I've hated cockroaches for a long time.

I think I was twelve years old when we visited our cousins in Las Vegas. They had a huge backyard with a pool, garden, and a three story wooden fort. We were playing in the fort and pulled a roll of carpet from under a table. The thing swarmed with roaches, and those white ones, the ones which had just shed their skin looked like cockroach ghosts. I had see nothing scarier in my few short years of life.

Eight years later I was a missionary in South Africa, specifically, in Durban. Hot, humid, subtropical and loaded with bugs. The boarding we stayed in  was in a large room below the main house and would get so stuffy during the day that we left doors open on both sides of the room at night, to let the air blow through.

The cockroaches flew. We would hear them fly over our beds at hit the walls, I could barely stand it.

I didn't want to let these six legged demons take over my life, so I took the offensive. In the evening when we would come back to the boarding, I would grab my fly swatter and position myself in the middle of the room and give the word to turn on the lights. I would chase the little beasts around the room until, after a few weeks, there were no more waiting for me inside the boarding.

I hunted them down outside. I would hang around drain pipes and gutters with my fly swatter and flash light swatting my retribution on any unfortunate enough to get within reach.

I no longer fear them. Three years in Hawaii eased me of my last few 'willies'.

I now know more about them and their behavior than ever before. Not form up close and personal contact, but because I wrote a short story where my two main characters are cockroaches. That story is done, at about 5200 words and has been submitted to an anthology. We'll see where that goes.

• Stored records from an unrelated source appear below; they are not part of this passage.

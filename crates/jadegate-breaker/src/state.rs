//! Per-tool breaker state and its externally visible snapshot.

use std::time::Instant;

use serde::{Deserialize, Serialize};

/// The three states a single tool's breaker can be in.
#[derive(Debug, Clone, Copy, PartialEq, Eq, Serialize, Deserialize)]
#[serde(rename_all = "snake_case")]
pub enum BreakerState {
    /// Normal operation; calls pass through.
    Closed,
    /// Tripped; all calls blocked until the cooldown elapses.
    Open,
    /// Cooldown elapsed; exactly one probe call is allowed through.
    HalfOpen,
}

impl std::fmt::Display for BreakerState {
    fn fmt(&self, f: &mut std::fmt::Formatter<'_>) -> std::fmt::Result {
        let s = match self {
            BreakerState::Closed => "closed",
            BreakerState::Open => "open",
            BreakerState::HalfOpen => "half_open",
        };
        write!(f, "{s}")
    }
}

/// Internal per-tool bookkeeping. Not exposed directly; see
/// [`BreakerStatus`] for the read-only view.
#[derive(Debug, Clone)]
pub(crate) struct ToolBreaker {
    pub state: BreakerState,
    pub failure_count: u32,
    pub success_count: u64,
    pub trip_count: u32,
    pub last_failure: Option<Instant>,
}

impl Default for ToolBreaker {
    fn default() -> Self {
        Self {
            state: BreakerState::Closed,
            failure_count: 0,
            success_count: 0,
            trip_count: 0,
            last_failure: None,
        }
    }
}

/// A read-only snapshot of one tool's breaker, as returned by
/// [`crate::CircuitBreaker::get_status`].
#[derive(Debug, Clone, Serialize, Deserialize)]
pub struct BreakerStatus {
    /// Current state.
    pub state: BreakerState,
    /// Consecutive failures recorded since the last reset/success.
    pub failure_count: u32,
    /// Total successful calls recorded.
    pub success_count: u64,
    /// Number of times this tool's breaker has tripped to `Open`.
    pub trip_count: u32,
}
//! Policy error types.

use thiserror::Error;

/// Errors that can occur while loading, saving, or validating a policy.
#[derive(Debug, Error)]
pub enum PolicyError {
    /// I/O failure reading or writing a policy file.
    #[error("policy I/O error: {0}")]
    Io(#[from] std::io::Error),

    /// The policy file was not valid JSON, or did not match the expected shape.
    #[error("policy parse error: {0}")]
    Parse(#[from] serde_json::Error),

    /// A glob pattern in the policy could not be compiled.
    #[error("invalid glob pattern {pattern:?}: {source}")]
    InvalidGlob {
        /// The offending pattern.
        pattern: String,
        /// Underlying glob compiler error.
        #[source]
        source: globset::Error,
    },
}

/// Result type for policy operations.
pub type PolicyResult<T> = Result<T, PolicyError>;
//! `JADEGATE_*` environment variable overrides, applied after the user
//! config file and before an explicit CLI flag.

use std::path::PathBuf;
use std::str::FromStr;

use jadegate_telemetry::LogFormat;

use crate::error::{ConfigError, ConfigResult};
use crate::types::Config;

/// Apply any set `JADEGATE_*` environment variables on top of `config`.
///
/// # Errors
///
/// Returns [`ConfigError::InvalidEnvVar`] if a set variable cannot be
/// parsed into its field's type.
pub(crate) fn apply_env(mut config: Config) -> ConfigResult<Config> {
    if let Ok(v) = std::env::var("JADEGATE_LOG_LEVEL") {
        config.log_level = v;
    }
    if let Ok(v) = std::env::var("JADEGATE_LOG_FORMAT") {
        config.log_format = LogFormat::from_str(&v).map_err(|e| ConfigError::InvalidEnvVar {
            var: "JADEGATE_LOG_FORMAT",
            value: v,
            reason: e.to_string(),
        })?;
    }
    if let Ok(v) = std::env::var("JADEGATE_TRUST_DIR") {
        config.trust_dir = PathBuf::from(v);
    }
    if let Ok(v) = std::env::var("JADEGATE_POLICY_PATH") {
        config.policy_path = Some(PathBuf::from(v));
    }
    if let Ok(v) = std::env::var("JADEGATE_AUDIT_LOG_PATH") {
        config.audit_log_path = Some(PathBuf::from(v));
    }
    if let Ok(v) = std::env::var("JADEGATE_DEFAULT_TIMEOUT_SECS") {
        config.default_timeout_secs = v.parse().map_err(|e: std::num::ParseFloatError| {
            ConfigError::InvalidEnvVar {
                var: "JADEGATE_DEFAULT_TIMEOUT_SECS",
                value: v,
                reason: e.to_string(),
            }
        })?;
    }
    Ok(config)
}

#[cfg(test)]
mod tests {
    use super::*;
    use std::sync::Mutex;

    static ENV_LOCK: Mutex<()> = Mutex::new(());

    #[test]
    fn env_overrides_apply_on_top_of_defaults() {
        let _guard = ENV_LOCK.lock().unwrap();
        std::env::set_var("JADEGATE_LOG_LEVEL", "debug");
        std::env::set_var("JADEGATE_DEFAULT_TIMEOUT_SECS", "42.5");

        let config = apply_env(Config::default()).unwrap();
        assert_eq!(config.log_level, "debug");
        assert!((config.default_timeout_secs - 42.5).abs() < f64::EPSILON);

        std::env::remove_var("JADEGATE_LOG_LEVEL");
        std::env::remove_var("JADEGATE_DEFAULT_TIMEOUT_SECS");
    }

    #[test]
    fn invalid_timeout_env_var_is_rejected() {
        let _guard = ENV_LOCK.lock().unwrap();
        std::env::set_var("JADEGATE_DEFAULT_TIMEOUT_SECS", "not-a-number");
        let result = apply_env(Config::default());
        std::env::remove_var("JADEGATE_DEFAULT_TIMEOUT_SECS");
        assert!(result.is_err());
    }
}
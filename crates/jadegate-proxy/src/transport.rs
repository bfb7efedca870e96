//! The [`Transport`] trait: the boundary a future non-stdio splice (a
//! Unix-domain-socket proxy, say) would implement without touching the
//! interceptor itself.

use jadegate_interceptor::InterceptResult;
use jadegate_session::JadeSession;
use serde_json::Value;

use crate::error::ProxyResult;

/// A transport adapter sitting between an AI client and a tool server,
/// intercepting tool calls for security validation.
#[async_trait::async_trait]
pub trait Transport {
    /// Start the transport (begin intercepting).
    async fn start(&mut self) -> ProxyResult<()>;

    /// Stop the transport.
    async fn stop(&mut self);

    /// Whether the transport is currently active.
    fn is_running(&self) -> bool;
}

/// Run interception on a tool call. A thin convenience wrapper so
/// transport implementations don't reach into the session directly.
pub fn intercept_call(session: &mut JadeSession, tool_name: &str, params: &Value) -> InterceptResult {
    session.before_call(tool_name, params)
}

/// Report a tool call's result back to the session.
pub fn report_result(
    session: &mut JadeSession,
    call_id: jadegate_dag::CallId,
    tool_name: &str,
    success: bool,
    duration_ms: f64,
    error: Option<&str>,
) {
    session.after_call(call_id, tool_name, success, duration_ms, error);
}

Right now, before I begin my major rework of 'Fly Paper Boy', I am rewriting an old horror story I wrote for the Great Hites podcast, about four years ago. It's for the 100th episode of The Horror Addicts Podcast 100th episode. Emz has asked those of us who have participated in various ways to do a five minute recording of the scariest thing we could think of.

"The 23rd Horror" gave me the willies back when I first wrote it. I'm editing it down to just five minutes and changing the POV to First Person Past. This way the narrative move must faster than the original story and we get a stronger emotional response from the main character. You'll be able to find it at when their 100 episode is released. There you'll hear my voice and benefit from vocal emphasis that I feel when I'm writing but am unable to put into the story carry completely with written words.

Anyway, a few weeks later, I'll post the story here.

A magic portal under my sink?

My wife and I watched the first Narnia movie the other night. I've thought for years how cool it would be to have a portal take you somewhere fascinating. I remember as a teenager annoying girl friends talking about such things; like walking through the woods and finding yourself in a prehistoric world. But it was always fascinating or interesting places I would go. Well, here's an alternative.

From the editors that brought you, A Method To The Madness: A Guide To the Super Evil, comes the official book of stories for all those magic portals to places you might not really want to visit.

So this project looks to be right up my alley.

Brandon Sanderson said that anyone wanting to be a published writer should put out two novels and two short stories per year. This will be my first short story for this year.